It is still difficult to speculate whether the worst is overdue now with this virus. A total of 870 carcasses of common eiders and nearly 200 seagulls have been found so far.
“Transmission between birds is very possible. Gulls are known to be scavengers, so they eat the carcasses of other birds. We know that animals such as Urubus and even vultures have been found in southern Quebec with the virus,” explains Jean-François Giroud, an official at Duvetnor and a professor of science Biology at the University of Quebec in Montreal (UQAM).
According to the biologist, in the coming weeks, as the birds leave the islands to feed, the risks of spreading should drop dramatically. However, it is not impossible for this disease to be transmitted to other islands and to the mainland. It should be noted that tests were carried out on 10 carcasses from the town of El Blanche, and all of them proved to be infected with bird flu.
“For other animal species, transmission is very limited because they are aquatic animals that live in colonies at which point the virus can spread,” adds Mr. Giroux.
This virus is not the first to wipe out populations of eiders, as in 2002 these animals were struggling with the bacterium cholera of birds. Human intervention is also limited under these conditions.
“The number of birds in a community varies a lot with different epidemics. Aiders are not endangered because they are well protected, but control of epidemics is very long term and leads to a certain population decline. These birds are also very sensitive to viruses. They have a very strong history,” says the biologist. In this area”.

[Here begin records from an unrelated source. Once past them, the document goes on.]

use std::fs;

use contexture::loader::{LoaderError, LocalRuleLoader};
use contexture::models::TriggerType;
use contexture::rule_id::{ParsedRuleId, RuleIdError, Variables, DEFAULT_SOURCE};
use serde_json::json;
use speculate2::speculate;
use tempfile::TempDir;

const GO_TESTING: &str = "---
title: Go Testing
description: Table-driven tests
tags: [go, testing]
languages:
  - go
trigger:
  type: glob
  globs: [\"*_test.go\"]
variables:
  runner: go test
  parallel: true
---

Run tests with `{{.runner}}`.
";

speculate! {
    before {
        let tmp = TempDir::new().expect("temp dir");
        let rules_dir = tmp.path().join("rules");
        fs::create_dir_all(rules_dir.join("languages/go")).expect("mkdir");
        fs::write(rules_dir.join("languages/go/testing.md"), GO_TESTING).expect("seed");
        let loader = LocalRuleLoader::new(&rules_dir);
    }

    describe "load" {
        it "reads front-matter and body" {
            let rule = loader.load("[contexture:languages/go/testing]", &Variables::new()).expect("load");
            assert_eq!(rule.id, "[contexture:languages/go/testing]");
            assert_eq!(rule.title, "Go Testing");
            assert_eq!(rule.description, "Table-driven tests");
            assert_eq!(rule.tags, vec!["go", "testing"]);
            assert_eq!(rule.languages, vec!["go"]);
            assert_eq!(rule.content, "Run tests with `{{.runner}}`.");
            assert_eq!(rule.source, DEFAULT_SOURCE);
            assert_eq!(rule.git_ref, "main");

            let trigger = rule.trigger.expect("trigger");
            assert_eq!(trigger.trigger_type, TriggerType::Glob);
            assert_eq!(trigger.globs, vec!["*_test.go"]);
        }

        it "keeps front-matter variables as defaults" {
            let rule = loader.load("[contexture:languages/go/testing]", &Variables::new()).expect("load");
            assert_eq!(rule.default_variables.get("runner"), Some(&json!("go test")));
            assert!(rule.variables.is_empty());
            assert_eq!(rule.effective_variables().get("parallel"), Some(&json!(true)));
        }

        it "layers ID variables and overrides over the defaults" {
            let overrides = json!({"parallel": false}).as_object().cloned().unwrap();
            let rule = loader
                .load(r#"[contexture:languages/go/testing]{"runner":"gotestsum"}"#, &overrides)
                .expect("load");
            assert_eq!(rule.id, "[contexture:languages/go/testing]");
            assert_eq!(rule.variables.get("runner"), Some(&json!("gotestsum")));
            assert_eq!(rule.variables.get("parallel"), Some(&json!(false)));
            assert_eq!(rule.non_default_variables().len(), 2);
        }

        it "keeps the source of local rules" {
            let rule = loader.load("[contexture(local):languages/go/testing]", &Variables::new()).expect("load");
            assert_eq!(rule.id, "[contexture(local):languages/go/testing]");
            assert_eq!(rule.source, "local");
        }

        it "takes the title from the first heading" {
            fs::write(rules_dir.join("plain.md"), "# Plain Rule\n\nJust text.\n").expect("seed");
            let rule = loader.load("[contexture:plain]", &Variables::new()).expect("load");
            assert_eq!(rule.title, "Plain Rule");
            assert_eq!(rule.content, "Just text.");
        }

        it "falls back to the last path segment" {
            fs::write(rules_dir.join("languages/go/naming.md"), "No heading.").expect("seed");
            let rule = loader.load("[contexture:languages/go/naming]", &Variables::new()).expect("load");
            assert_eq!(rule.title, "naming");
            assert_eq!(rule.content, "No heading.");
        }

        it "reports missing rules" {
            let err = loader.load("[contexture:nope]", &Variables::new()).unwrap_err();
            assert!(matches!(err, LoaderError::NotFound(_)));
        }

        it "reports invalid IDs" {
            let err = loader.load("nope", &Variables::new()).unwrap_err();
            assert!(matches!(err, LoaderError::InvalidId(_)));
        }

        it "never reads outside the rules directory" {
            fs::write(tmp.path().join("secret.md"), "# Secret\n\nhidden").expect("seed");
            let err = loader.load("[contexture:../secret]", &Variables::new()).unwrap_err();
            assert!(matches!(err, LoaderError::InvalidId(RuleIdError::ParentSegment(_))));
        }

        it "keeps hand-built paths inside the rules directory" {
            let id = ParsedRuleId {
                path: "../../secret".into(),
                ..ParsedRuleId::new("placeholder")
            };
            assert_eq!(loader.rule_path(&id), rules_dir.join("secret.md"));
        }

        it "reports broken front-matter" {
            fs::write(rules_dir.join("bad.md"), "---\ntags: [unclosed\n---\nbody").expect("seed");
            let err = loader.load("[contexture:bad]", &Variables::new()).unwrap_err();
            assert!(matches!(err, LoaderError::FrontMatter { .. }));
        }
    }
}
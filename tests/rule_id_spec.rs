use contexture::rule_id::{is_rule_id, ParsedRuleId, RuleIdError, Variables, DEFAULT_SOURCE};
use serde_json::json;
use speculate2::speculate;

fn vars(value: serde_json::Value) -> Variables {
    value.as_object().cloned().expect("object")
}

speculate! {
    describe "parse" {
        it "fills in the default source and ref" {
            let id = ParsedRuleId::parse("[contexture:languages/go/testing]").expect("parse");
            assert_eq!(id.source, DEFAULT_SOURCE);
            assert_eq!(id.path, "languages/go/testing");
            assert_eq!(id.git_ref, "main");
            assert!(id.variables.is_empty());
        }

        it "reads source, ref and variables" {
            let id = ParsedRuleId::parse(
                r#"[contexture(https://example.com/rules.git):security/owasp,v2]{"level":3,"strict":true}"#,
            ).expect("parse");
            assert_eq!(id.source, "https://example.com/rules.git");
            assert_eq!(id.path, "security/owasp");
            assert_eq!(id.git_ref, "v2");
            assert_eq!(id.variables, vars(json!({"level": 3, "strict": true})));
        }

        it "rejects malformed IDs" {
            assert!(matches!(ParsedRuleId::parse(""), Err(RuleIdError::Empty)));
            assert!(matches!(ParsedRuleId::parse("languages/go"), Err(RuleIdError::MissingPrefix(_))));
            assert!(ParsedRuleId::parse("[contexture:]").is_err());
            assert!(ParsedRuleId::parse("[contexture:a/b").is_err());
            assert!(ParsedRuleId::parse("[contexture:a]{not json}").is_err());
            assert!(matches!(
                ParsedRuleId::parse("[contexture:a][1,2]"),
                Err(RuleIdError::Unexpected { found: '[', .. })
            ));
        }
    }

    describe "format" {
        it "omits the default source and ref" {
            let id = ParsedRuleId::new("core/style");
            assert_eq!(id.format(), "[contexture:core/style]");
        }

        it "sorts variable keys" {
            let id = ParsedRuleId::local("x")
                .with_variables(vars(json!({"zeta": 1, "alpha": {"b": 2, "a": 1}})));
            assert_eq!(
                id.format(),
                r#"[contexture(local):x]{"alpha":{"a":1,"b":2},"zeta":1}"#
            );
        }

        it "round-trips every ID it produces" {
            let ids = [
                ParsedRuleId::new("a"),
                ParsedRuleId::local("nested/path/rule"),
                ParsedRuleId {
                    source: "git@github.com:org/rules.git".into(),
                    path: "team/review".into(),
                    git_ref: "release-1.2".into(),
                    variables: vars(json!({"list": [1, "two"], "flag": false})),
                },
            ];
            for id in ids {
                let reparsed = ParsedRuleId::parse(&id.format()).expect("reparse");
                assert_eq!(reparsed, id);
                assert_eq!(reparsed.format(), id.format());
            }
        }
    }

    describe "paths" {
        it "replaces ref and bracket delimiters so built IDs round-trip" {
            let id = ParsedRuleId::new("a,b/c]d");
            assert_eq!(id.path, "a_b/c_d");
            assert_eq!(ParsedRuleId::parse(&id.format()).expect("reparse"), id);

            let local = ParsedRuleId::local("x,dev");
            assert_eq!(ParsedRuleId::parse(&local.format()).expect("reparse"), local);
        }

        it "drops dot segments from built IDs" {
            assert_eq!(ParsedRuleId::new("../../etc/./passwd").path, "etc/passwd");
            assert_eq!(ParsedRuleId::opaque("../outside").path, "outside");
        }

        it "rejects parent segments when parsing" {
            assert!(matches!(
                ParsedRuleId::parse("[contexture:../../x]"),
                Err(RuleIdError::ParentSegment(_))
            ));
            assert!(matches!(
                ParsedRuleId::parse("[contexture(local):a/ .. /b,main]"),
                Err(RuleIdError::ParentSegment(_))
            ));
            assert_eq!(ParsedRuleId::parse("[contexture:a/./b]").expect("parse").path, "a/b");
        }
    }

    describe "lenient parsing" {
        it "treats legacy strings as opaque local paths" {
            let id = ParsedRuleId::parse_lenient("old rule: v1");
            assert!(id.is_local());
            assert_eq!(id.path, "old_rule__v1");
        }

        it "matches rules regardless of ref and variables" {
            let a = ParsedRuleId::parse("[contexture:a/b,v1]").expect("parse");
            let b = ParsedRuleId::parse(r#"[contexture:a/b]{"x":1}"#).expect("parse");
            let c = ParsedRuleId::parse("[contexture(local):a/b]").expect("parse");
            assert!(a.same_rule(&b));
            assert!(!a.same_rule(&c));
        }

        it "recognises rule ID syntax" {
            assert!(is_rule_id("[contexture:a]"));
            assert!(!is_rule_id("a/b"));
        }
    }
}
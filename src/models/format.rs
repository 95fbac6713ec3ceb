use std::path::PathBuf;

use serde::{Deserialize, Serialize};

/// The assistant tools rules can be generated for.
#[derive(Debug, Clone, Copy, Serialize, Deserialize, PartialEq, Eq, Hash, PartialOrd, Ord)]
#[serde(rename_all = "snake_case")]
pub enum FormatType {
    Claude,
    Cursor,
    Windsurf,
}

impl FormatType {
    pub const ALL: [FormatType; 3] = [Self::Claude, Self::Cursor, Self::Windsurf];

    pub fn as_str(&self) -> &'static str {
        match self {
            Self::Claude => "claude",
            Self::Cursor => "cursor",
            Self::Windsurf => "windsurf",
        }
    }

    pub fn from_str(s: &str) -> Option<Self> {
        match s.to_ascii_lowercase().as_str() {
            "claude" => Some(Self::Claude),
            "cursor" => Some(Self::Cursor),
            "windsurf" => Some(Self::Windsurf),
            _ => None,
        }
    }
}

impl std::fmt::Display for FormatType {
    fn fmt(&self, f: &mut std::fmt::Formatter<'_>) -> std::fmt::Result {
        f.write_str(self.as_str())
    }
}

/// Windsurf output layout.
///
/// - `Single`: all rules in one `rules.md`
/// - `Multi`: one file per rule
#[derive(Debug, Clone, Copy, Default, Serialize, Deserialize, PartialEq, Eq)]
#[serde(rename_all = "snake_case")]
pub enum OutputMode {
    Single,
    #[default]
    Multi,
}

impl OutputMode {
    pub fn as_str(&self) -> &'static str {
        match self {
            Self::Single => "single",
            Self::Multi => "multi",
        }
    }

    pub fn from_str(s: &str) -> Option<Self> {
        match s {
            "single" => Some(Self::Single),
            "multi" => Some(Self::Multi),
            _ => None,
        }
    }
}

/// Per-invocation settings for one format, supplied by the config loader.
#[derive(Debug, Clone, Serialize, Deserialize)]
pub struct FormatConfig {
    #[serde(rename = "type")]
    pub format_type: FormatType,
    /// Root the output layout is resolved against. For user-level rules this
    /// is the user's home directory.
    pub base_dir: PathBuf,
    /// Optional wrapper template file overriding the built-in one.
    #[serde(default)]
    pub template: Option<PathBuf>,
    /// Write to the user-global location instead of the project.
    #[serde(default)]
    pub is_user_rules: bool,
    #[serde(default = "default_true")]
    pub enabled: bool,
    /// Output layout for formats that offer a choice.
    #[serde(default)]
    pub mode: Option<OutputMode>,
}

fn default_true() -> bool {
    true
}

impl FormatConfig {
    pub fn new(format_type: FormatType, base_dir: impl Into<PathBuf>) -> Self {
        Self {
            format_type,
            base_dir: base_dir.into(),
            template: None,
            is_user_rules: false,
            enabled: true,
            mode: None,
        }
    }

    pub fn user_rules(mut self) -> Self {
        self.is_user_rules = true;
        self
    }

    pub fn with_template(mut self, template: impl Into<PathBuf>) -> Self {
        self.template = Some(template.into());
        self
    }

    pub fn with_mode(mut self, mode: OutputMode) -> Self {
        self.mode = Some(mode);
        self
    }
}
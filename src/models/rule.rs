use std::sync::Arc;

use serde::{Deserialize, Serialize};
use serde_json::Value;

use crate::rule_id::Variables;

/// A templated rule document with its metadata.
///
/// Rules arrive fully resolved: `id` is in canonical bracket syntax,
/// `content` is raw template text and `variables` already carries any
/// layered defaults. `id`, `title` and `content` are required for a rule
/// to be valid.
#[derive(Debug, Clone, Default, Serialize, Deserialize, PartialEq)]
pub struct Rule {
    pub id: String,
    pub title: String,
    #[serde(default)]
    pub description: String,
    #[serde(default)]
    pub tags: Vec<String>,
    #[serde(default)]
    pub languages: Vec<String>,
    #[serde(default)]
    pub frameworks: Vec<String>,
    pub content: String,
    #[serde(default)]
    pub source: String,
    #[serde(default, rename = "ref")]
    pub git_ref: String,
    #[serde(default, skip_serializing_if = "Option::is_none")]
    pub trigger: Option<RuleTrigger>,
    /// Bindings for this rule instance.
    #[serde(default)]
    pub variables: Variables,
    /// The rule's own declared defaults. Variables equal to these are left
    /// out of tracking comments.
    #[serde(default)]
    pub default_variables: Variables,
}

impl Rule {
    /// Defaults overlaid with the instance bindings.
    pub fn effective_variables(&self) -> Variables {
        let mut merged = self.default_variables.clone();
        for (key, value) in &self.variables {
            merged.insert(key.clone(), value.clone());
        }
        merged
    }

    /// Instance bindings whose value differs from the declared default.
    pub fn non_default_variables(&self) -> Variables {
        self.variables
            .iter()
            .filter(|(key, value)| self.default_variables.get(*key) != Some(*value))
            .map(|(key, value)| (key.clone(), value.clone()))
            .collect()
    }

    pub fn trigger_type(&self) -> Option<TriggerType> {
        self.trigger.as_ref().map(|t| t.trigger_type)
    }
}

/// When an assistant should apply a rule.
///
/// - `Always`: Included in every conversation
/// - `Manual`: Only when explicitly referenced
/// - `ModelDecision`: The model decides based on the description
/// - `Glob`: When files matching `globs` are involved
#[derive(Debug, Clone, Copy, Serialize, Deserialize, PartialEq, Eq)]
#[serde(rename_all = "snake_case")]
pub enum TriggerType {
    Always,
    Manual,
    ModelDecision,
    Glob,
}

impl TriggerType {
    pub fn as_str(&self) -> &'static str {
        match self {
            Self::Always => "always",
            Self::Manual => "manual",
            Self::ModelDecision => "model_decision",
            Self::Glob => "glob",
        }
    }

    pub fn from_str(s: &str) -> Option<Self> {
        match s {
            "always" => Some(Self::Always),
            "manual" => Some(Self::Manual),
            "model_decision" => Some(Self::ModelDecision),
            "glob" => Some(Self::Glob),
            _ => None,
        }
    }
}

#[derive(Debug, Clone, Serialize, Deserialize, PartialEq)]
pub struct RuleTrigger {
    #[serde(rename = "type")]
    pub trigger_type: TriggerType,
    /// File patterns, only meaningful for `Glob`.
    #[serde(default, skip_serializing_if = "Vec::is_empty")]
    pub globs: Vec<String>,
}

impl RuleTrigger {
    pub fn new(trigger_type: TriggerType) -> Self {
        Self {
            trigger_type,
            globs: Vec::new(),
        }
    }

    pub fn glob<I, S>(globs: I) -> Self
    where
        I: IntoIterator<Item = S>,
        S: Into<String>,
    {
        Self {
            trigger_type: TriggerType::Glob,
            globs: globs.into_iter().map(Into::into).collect(),
        }
    }

    /// Template-facing form: `{"type": "...", "globs": [...]}`.
    pub fn to_value(&self) -> Value {
        serde_json::json!({
            "type": self.trigger_type.as_str(),
            "globs": self.globs,
        })
    }
}

/// A rule prepared for one transform call.
///
/// Holds the effective variables (rule defaults overlaid with caller
/// overrides) used for templating. Never persisted.
#[derive(Debug, Clone)]
pub struct ProcessedRule {
    pub rule: Arc<Rule>,
    pub variables: Variables,
}

impl ProcessedRule {
    pub fn new(rule: Arc<Rule>) -> Self {
        let variables = rule.effective_variables();
        Self { rule, variables }
    }

    /// Overlay caller overrides on top of the rule's effective variables.
    pub fn with_overrides(mut self, overrides: &Variables) -> Self {
        for (key, value) in overrides {
            self.variables.insert(key.clone(), value.clone());
        }
        self
    }
}

impl From<Rule> for ProcessedRule {
    fn from(rule: Rule) -> Self {
        Self::new(Arc::new(rule))
    }
}
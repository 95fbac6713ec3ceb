//! Builds the node tree from lexed segments.

use serde_json::Number;

use super::funcs;
use super::lexer::{Segment, Token};

#[derive(Debug, Clone)]
pub(crate) enum Node {
    Text(String),
    Action(Pipeline),
    If {
        branches: Vec<Branch>,
        otherwise: Option<Vec<Node>>,
    },
    Range {
        branch: Branch,
        otherwise: Option<Vec<Node>>,
    },
    With {
        branch: Branch,
        otherwise: Option<Vec<Node>>,
    },
}

#[derive(Debug, Clone)]
pub(crate) struct Branch {
    pub pipe: Pipeline,
    pub body: Vec<Node>,
}

#[derive(Debug, Clone)]
pub(crate) struct Pipeline {
    /// Variables declared (`:=`) or assigned (`=`) by this pipeline.
    pub decl: Vec<String>,
    pub is_assign: bool,
    pub commands: Vec<Command>,
}

#[derive(Debug, Clone)]
pub(crate) struct Command {
    pub args: Vec<Operand>,
}

#[derive(Debug, Clone)]
pub(crate) enum Operand {
    Dot,
    Field(Vec<String>),
    Variable(String, Vec<String>),
    Function(String),
    Str(String),
    Number(Number),
    Bool(bool),
    Nil,
    Pipeline(Box<Pipeline>),
}

enum Stop {
    End,
    Else(Vec<Token>),
    Eof,
}

pub(crate) fn parse(segments: Vec<Segment>) -> Result<Vec<Node>, String> {
    let mut parser = Parser {
        segments: segments.into_iter(),
        declared: vec!["$".to_string()],
    };
    let (nodes, stop) = parser.parse_list()?;
    match stop {
        Stop::Eof => Ok(nodes),
        Stop::End => Err("unexpected {{end}}".to_string()),
        Stop::Else(_) => Err("unexpected {{else}}".to_string()),
    }
}

struct Parser {
    segments: std::vec::IntoIter<Segment>,
    /// Variables in scope, checked at parse time like undefined functions.
    declared: Vec<String>,
}

impl Parser {
    fn parse_list(&mut self) -> Result<(Vec<Node>, Stop), String> {
        let mut nodes = Vec::new();

        while let Some(segment) = self.segments.next() {
            let (tokens, line) = match segment {
                Segment::Text(text) => {
                    nodes.push(Node::Text(text));
                    continue;
                }
                Segment::Comment => continue,
                Segment::Action { tokens, line } => (tokens, line),
            };

            let keyword = match tokens.first() {
                Some(Token::Ident(word)) => word.as_str(),
                _ => "",
            };
            let at = |e: String| format!("line {}: {}", line, e);

            match keyword {
                "end" => {
                    if tokens.len() > 1 {
                        return Err(at("unexpected tokens after end".to_string()));
                    }
                    return Ok((nodes, Stop::End));
                }
                "else" => return Ok((nodes, Stop::Else(tokens[1..].to_vec()))),
                "if" => nodes.push(self.parse_if(&tokens[1..]).map_err(at)?),
                "range" => {
                    let scope = self.declared.len();
                    let pipe = self.parse_pipeline(&tokens[1..], "range").map_err(at)?;
                    let (body, otherwise) = self.parse_body("range").map_err(at)?;
                    self.declared.truncate(scope);
                    nodes.push(Node::Range {
                        branch: Branch { pipe, body },
                        otherwise,
                    });
                }
                "with" => {
                    let scope = self.declared.len();
                    let pipe = self.parse_pipeline(&tokens[1..], "with").map_err(at)?;
                    let (body, otherwise) = self.parse_body("with").map_err(at)?;
                    self.declared.truncate(scope);
                    nodes.push(Node::With {
                        branch: Branch { pipe, body },
                        otherwise,
                    });
                }
                "define" | "template" | "block" | "break" | "continue" => {
                    return Err(at(format!("unsupported action {:?}", keyword)));
                }
                _ => nodes.push(Node::Action(
                    self.parse_pipeline(&tokens, "command").map_err(at)?,
                )),
            }
        }

        Ok((nodes, Stop::Eof))
    }

    /// Parse a block body followed by an optional plain `{{else}}` list.
    fn parse_body(&mut self, context: &str) -> Result<(Vec<Node>, Option<Vec<Node>>), String> {
        let (body, stop) = self.parse_list()?;
        match stop {
            Stop::End => Ok((body, None)),
            Stop::Else(rest) if rest.is_empty() => {
                let (otherwise, stop) = self.parse_list()?;
                match stop {
                    Stop::End => Ok((body, Some(otherwise))),
                    Stop::Else(_) => Err(format!("expected end; found else in {}", context)),
                    Stop::Eof => Err(format!("unexpected EOF in {}", context)),
                }
            }
            Stop::Else(_) => Err(format!("unexpected tokens after else in {}", context)),
            Stop::Eof => Err(format!("unexpected EOF in {}", context)),
        }
    }

    fn parse_if(&mut self, tokens: &[Token]) -> Result<Node, String> {
        let scope = self.declared.len();
        let mut branches = Vec::new();
        let mut pipe = self.parse_pipeline(tokens, "if")?;

        loop {
            let (body, stop) = self.parse_list()?;
            branches.push(Branch { pipe, body });
            match stop {
                Stop::End => {
                    self.declared.truncate(scope);
                    return Ok(Node::If {
                        branches,
                        otherwise: None,
                    });
                }
                Stop::Else(rest) if rest.is_empty() => {
                    let (otherwise, stop) = self.parse_list()?;
                    self.declared.truncate(scope);
                    return match stop {
                        Stop::End => Ok(Node::If {
                            branches,
                            otherwise: Some(otherwise),
                        }),
                        Stop::Else(_) => Err("expected end; found else in if".to_string()),
                        Stop::Eof => Err("unexpected EOF in if".to_string()),
                    };
                }
                Stop::Else(rest) => match rest.first() {
                    Some(Token::Ident(word)) if word == "if" => {
                        pipe = self.parse_pipeline(&rest[1..], "if")?;
                    }
                    _ => return Err("unexpected tokens after else in if".to_string()),
                },
                Stop::Eof => return Err("unexpected EOF in if".to_string()),
            }
        }
    }

    fn parse_pipeline(&mut self, tokens: &[Token], context: &str) -> Result<Pipeline, String> {
        let (decl, is_assign, rest) = self.split_declaration(tokens, context)?;
        if rest.is_empty() {
            return Err(format!("missing value for {}", context));
        }

        let mut commands = Vec::new();
        for part in split_top_level(rest, &Token::Pipe)? {
            if part.is_empty() {
                return Err(format!("missing command in {} pipeline", context));
            }
            commands.push(self.parse_command(part)?);
        }

        if !is_assign {
            self.declared.extend(decl.iter().cloned());
        }

        Ok(Pipeline {
            decl,
            is_assign,
            commands,
        })
    }

    fn split_declaration<'t>(
        &self,
        tokens: &'t [Token],
        context: &str,
    ) -> Result<(Vec<String>, bool, &'t [Token]), String> {
        let op = tokens
            .iter()
            .position(|t| matches!(t, Token::Declare | Token::Assign));
        let Some(op) = op else {
            return Ok((Vec::new(), false, tokens));
        };

        let mut decl = Vec::new();
        for (i, token) in tokens[..op].iter().enumerate() {
            match (i % 2, token) {
                (0, Token::Variable(name, fields)) if fields.is_empty() => decl.push(name.clone()),
                (1, Token::Comma) => {}
                _ => return Err(format!("bad declaration in {}", context)),
            }
        }
        let max = if context == "range" { 2 } else { 1 };
        if decl.is_empty() || decl.len() > max || op % 2 == 0 {
            return Err(format!("bad declaration in {}", context));
        }

        let is_assign = matches!(tokens[op], Token::Assign);
        if is_assign {
            for name in &decl {
                if !self.declared.contains(name) {
                    return Err(format!("undefined variable {:?}", name));
                }
            }
        }
        Ok((decl, is_assign, &tokens[op + 1..]))
    }

    fn parse_command(&mut self, tokens: &[Token]) -> Result<Command, String> {
        let mut args = Vec::new();
        let mut i = 0;

        while i < tokens.len() {
            let operand = match &tokens[i] {
                Token::Dot => Operand::Dot,
                Token::Field(fields) => Operand::Field(fields.clone()),
                Token::Variable(name, fields) => {
                    if !self.declared.contains(name) {
                        return Err(format!("undefined variable {:?}", name));
                    }
                    Operand::Variable(name.clone(), fields.clone())
                }
                Token::Ident(name) => {
                    if !funcs::exists(name) {
                        return Err(format!("function {:?} not defined", name));
                    }
                    Operand::Function(name.clone())
                }
                Token::Str(s) => Operand::Str(s.clone()),
                Token::Number(n) => Operand::Number(n.clone()),
                Token::Bool(b) => Operand::Bool(*b),
                Token::Nil => Operand::Nil,
                Token::LParen => {
                    let close = matching_paren(tokens, i)?;
                    let inner = self.parse_pipeline(&tokens[i + 1..close], "parenthesized pipeline")?;
                    if !inner.decl.is_empty() {
                        return Err("declaration inside parentheses".to_string());
                    }
                    i = close;
                    Operand::Pipeline(Box::new(inner))
                }
                Token::RParen => return Err("unexpected right paren".to_string()),
                other => return Err(format!("unexpected {:?} in operand", other)),
            };
            args.push(operand);
            i += 1;
        }

        if args.len() > 1 && !matches!(args[0], Operand::Function(_)) {
            return Err("can't give argument to non-function".to_string());
        }
        Ok(Command { args })
    }
}

fn matching_paren(tokens: &[Token], open: usize) -> Result<usize, String> {
    let mut depth = 0;
    for (i, token) in tokens.iter().enumerate().skip(open) {
        match token {
            Token::LParen => depth += 1,
            Token::RParen => {
                depth -= 1;
                if depth == 0 {
                    return Ok(i);
                }
            }
            _ => {}
        }
    }
    Err("unclosed left paren".to_string())
}

fn split_top_level<'t>(tokens: &'t [Token], sep: &Token) -> Result<Vec<&'t [Token]>, String> {
    let mut parts = Vec::new();
    let mut depth = 0i32;
    let mut start = 0;
    for (i, token) in tokens.iter().enumerate() {
        match token {
            Token::LParen => depth += 1,
            Token::RParen => {
                depth -= 1;
                if depth < 0 {
                    return Err("unexpected right paren".to_string());
                }
            }
            t if depth == 0 && t == sep => {
                parts.push(&tokens[start..i]);
                start = i + 1;
            }
            _ => {}
        }
    }
    parts.push(&tokens[start..]);
    Ok(parts)
}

“We can think about who will have the individuals that will become more resistant, but in reality we cannot vaccinate birds like we did for COVID-19. It is a natural factor, we will have to try to understand more about how the virus gets into our wild populations,”
Quebec challenges the population
These many bodies will remain on the banks for a while, as no plan has been made to collect them, at the dawn of the summer season. Note that the authorities state that dead wild birds should not be handled. It is recommended to notify the Department of Wildlife when a dead body is discovered. In this regard, Quebec would like to inform the public of the safest way to dispose of a dead body.
“In general, the carcasses of wild birds can be put in a bag and thrown into the household garbage. Avoid touching the carcasses with your hands. The best way to do this is to wear gloves and use a padded plastic bag to pick up the carcass and then throw it in the trash. The person should then wash their hands with soap and water or Use a hydroalcoholic solution with a concentration of at least 60% alcohol,” says a press release published by the Department of Wildlife Health.
Additional information on the protocol for the safe disposal of dead wild bird carcass is available on the website Quebec.